If you have ever had the opportunity to observe an experienced spinner at work, you already know that there is something hypnotically pleasing about watching the whirl of the drop spindle or wheel as it goes round and round. Modern spinners enjoy their craft for a similar reason; they spin because it feels good. However, every time I spin at an event or in public, I am always asked the same question: “What are you going to make with your spinning?” When I was first learning how to spin, my answer to that question would be to tell people that I was “just practicing.” Yet, as my spinning improved, giving that same answer became less and less satisfying for me. After all, in period, producing beautifully spun yarn was not the end of the process, but rather the beginning, because the yarn or thread being spun was always meant to be used for a purpose. Spinning for projects has many benefits. Learning to direct my efforts towards spinning for projects has helped me to become a better and more agile spinner. It has also increased my understanding of the mechanics of spinning, of different fibers and their properties, and it has helped me to learn a lot about period spinning and fiber arts. I only wonder at times why I waited so long to start applying my spinning.

Benefits for the Artist
Learning to spin for a specific end product has many benefits for the spinner. Different projects call for different raw materials, and this means that the spinner will need to develop the ability to work with different fibers (linen, silk, cotton) or with wool from different breeds of sheep. The spinner may also need to learn how to add varying amounts of twist to their fiber in order to create yarn of varying thicknesses for different projects. Spinning a lofty bulky yarn can feel very different from spinning a fine and tightly woven yarn. Learning how to spin in all of these different ways can be a challenge, because spinners often develop a preference for a certain material or for a certain way of spinning. However, becoming a flexible spinner is an important part of applying your spinning.

The Science of Spinning
In addition to increasing the spinner’s skill level, spinning for specific projects also leads the spinner to think much more in-depth about the fiber they are spinning. Knowing the properties of different fibers is important when picking the correct material to use for a project. For example, the wool from different breeds of sheep varies widely in the length (staple) of the fibers, in the average thickness of each fiber, and in other properties, such as the luster of the fibers and its likeliness to felt. These differences determine how the wool will feel and perform, and thus what type of project that yarn will be most suited for. A good reference book about different types of fleeces that also contains information about the properties of wool and how to care and process raw wool is In Sheep’s Clothing by Nola and Jane Fournier. A book which goes into detail about the properties of plant and animal fibers other than wool is Fiber Facts by Bette Hochberg.

Period Considerations
When reproducing period artifacts the spinner must also consider the types of fiber and the methods of fiber preparation that were available in period. For example, the properties of wool fiber in the early Middle Ages are somewhat different from much of the fiber that is commercially available today for modern spinners. The fiber available in period, especially early period, was generally somewhat coarser than what can be found today, due to the influence of modern selective breeding, making some of the processed fiber that a modern spinner might use less suitable for period recreations. However, fleeces from sheep breeds that have closer genetic ties to their historic counterparts are available for recreating historic artifacts.

Project Suggestions
If you are a new spinner, don’t worry, there are some projects you can spin for, even if your yarn is not wonderfully even to start with. The key is to look for crafting methods which are forgiving of weak spots in the yarn, particularly techniques that will not put your yarn under much tension, or techniques that will not abrade your yarn too much. Also, beginning spinners should always work with plied yarn for their early projects. The act of plying, spinning the yarn back on itself to create a double stranded yarn, gives the yarn added strength and durability. One crafting method that fits the above criteria quite well is knitting. A good book about period knitting with some project suggestions for period hats, socks, knit purses, and more, is Richard Rutt’s A History of Handknitting.

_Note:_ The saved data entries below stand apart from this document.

impl Cache {
    pub fn new(
        backend: Arc<dyn CacheBackend>,
        enabled: bool,
        default_ttl: Duration,
        metrics: Metrics,
    ) -> Self {
        Self {
            backend,
            enabled,
            default_ttl,
            metrics,
        }
    }

    fn cache_key<A: Serialize>(op: &str, args: &A) -> Result<String, AppError> {
        let value = serde_json::to_value(args)
            .map_err(|e| AppError::Uncaught(anyhow::anyhow!("unserializable cache args: {e}")))?;
        let digest = Md5::digest(canonical_json(&value).as_bytes());
        Ok(format!("{op}:{}", hex::encode(digest)))
    }

    /// Runs `f` through the cache. Only successful results are written
    /// back, so a failure never poisons the key.
    pub async fn cached<A, F, Fut>(
        &self,
        op: &str,
        ttl: CacheTtl,
        policy: CachePolicy,
        args: &A,
        f: F,
    ) -> Result<CacheOutcome, AppError>
    where
        A: Serialize,
        F: FnOnce() -> Fut,
        Fut: std::future::Future<Output = Result<Value, AppError>>,
    {
        let ttl = match ttl {
            CacheTtl::Default => self.default_ttl,
            CacheTtl::Seconds(secs) => Duration::from_secs(secs),
            CacheTtl::Disabled => return Ok(CacheOutcome::passthrough(f().await?)),
        };
        if !self.enabled || policy == CachePolicy::NoStore {
            return Ok(CacheOutcome::passthrough(f().await?));
        }

        let key = Self::cache_key(op, args)?;
        if policy == CachePolicy::NoCache {
            self.backend.delete(&key).await?;
        } else if let Some(raw) = self.backend.get(&key).await? {
            match serde_json::from_str::<CacheEntry>(&raw) {
                Ok(entry) => {
                    self.metrics.record_cache_hit();
                    debug!(op, key = %key, "cache hit");
                    let max_age = match self.backend.remaining_ttl(&key).await? {
                        Some(left) => left.as_secs(),
                        None => ttl.as_secs(),
                    };
                    return Ok(CacheOutcome {
                        value: entry.value,
                        hit: Some(key),
                        max_age: Some(max_age),
                    });
                }
                Err(e) => {
                    warn!(op, key = %key, error = %e, "dropping undecodable cache entry");
                    self.backend.delete(&key).await?;
                }
            }
        }

        self.metrics.record_cache_miss();
        let value = f().await?;
        let entry = CacheEntry {
            value,
            stored_at: Utc::now(),
        };
        let raw = serde_json::to_string(&entry)
            .map_err(|e| AppError::Uncaught(anyhow::anyhow!("unserializable cache entry: {e}")))?;
        self.backend.set(&key, raw, ttl).await?;
        self.metrics.record_cache_store();
        debug!(op, key = %key, ttl_secs = ttl.as_secs(), "cache store");
        Ok(CacheOutcome {
            value: entry.value,
            hit: None,
            max_age: Some(ttl.as_secs()),
        })
    }
}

When your yarn is a bit more even, you might want to try nalbinding, a technique that looks similar to knitting, but which uses shorter strands of thread pieced together. For a project that uses a very small amount of fiber, but that may require a bit more spinning consistency you can try fingerloop braiding, a technique which, like knitting, does not abrade the yarn very much. Once your spinning becomes generally more consistent, and you are able to spin a relatively fine yarn, consider some narrow weaving projects using tape loom. Save a technique like tablet/card weaving until you are more experienced, since the turning of cards abrades the yarn much more than other weaving methods. One excellent book which provides information that will assist with project recreations such as the ones described above is Textiles and Clothing: Medieval Finds from Excavations in London, c.1150-c.1450 by Elisabeth Crowfoot.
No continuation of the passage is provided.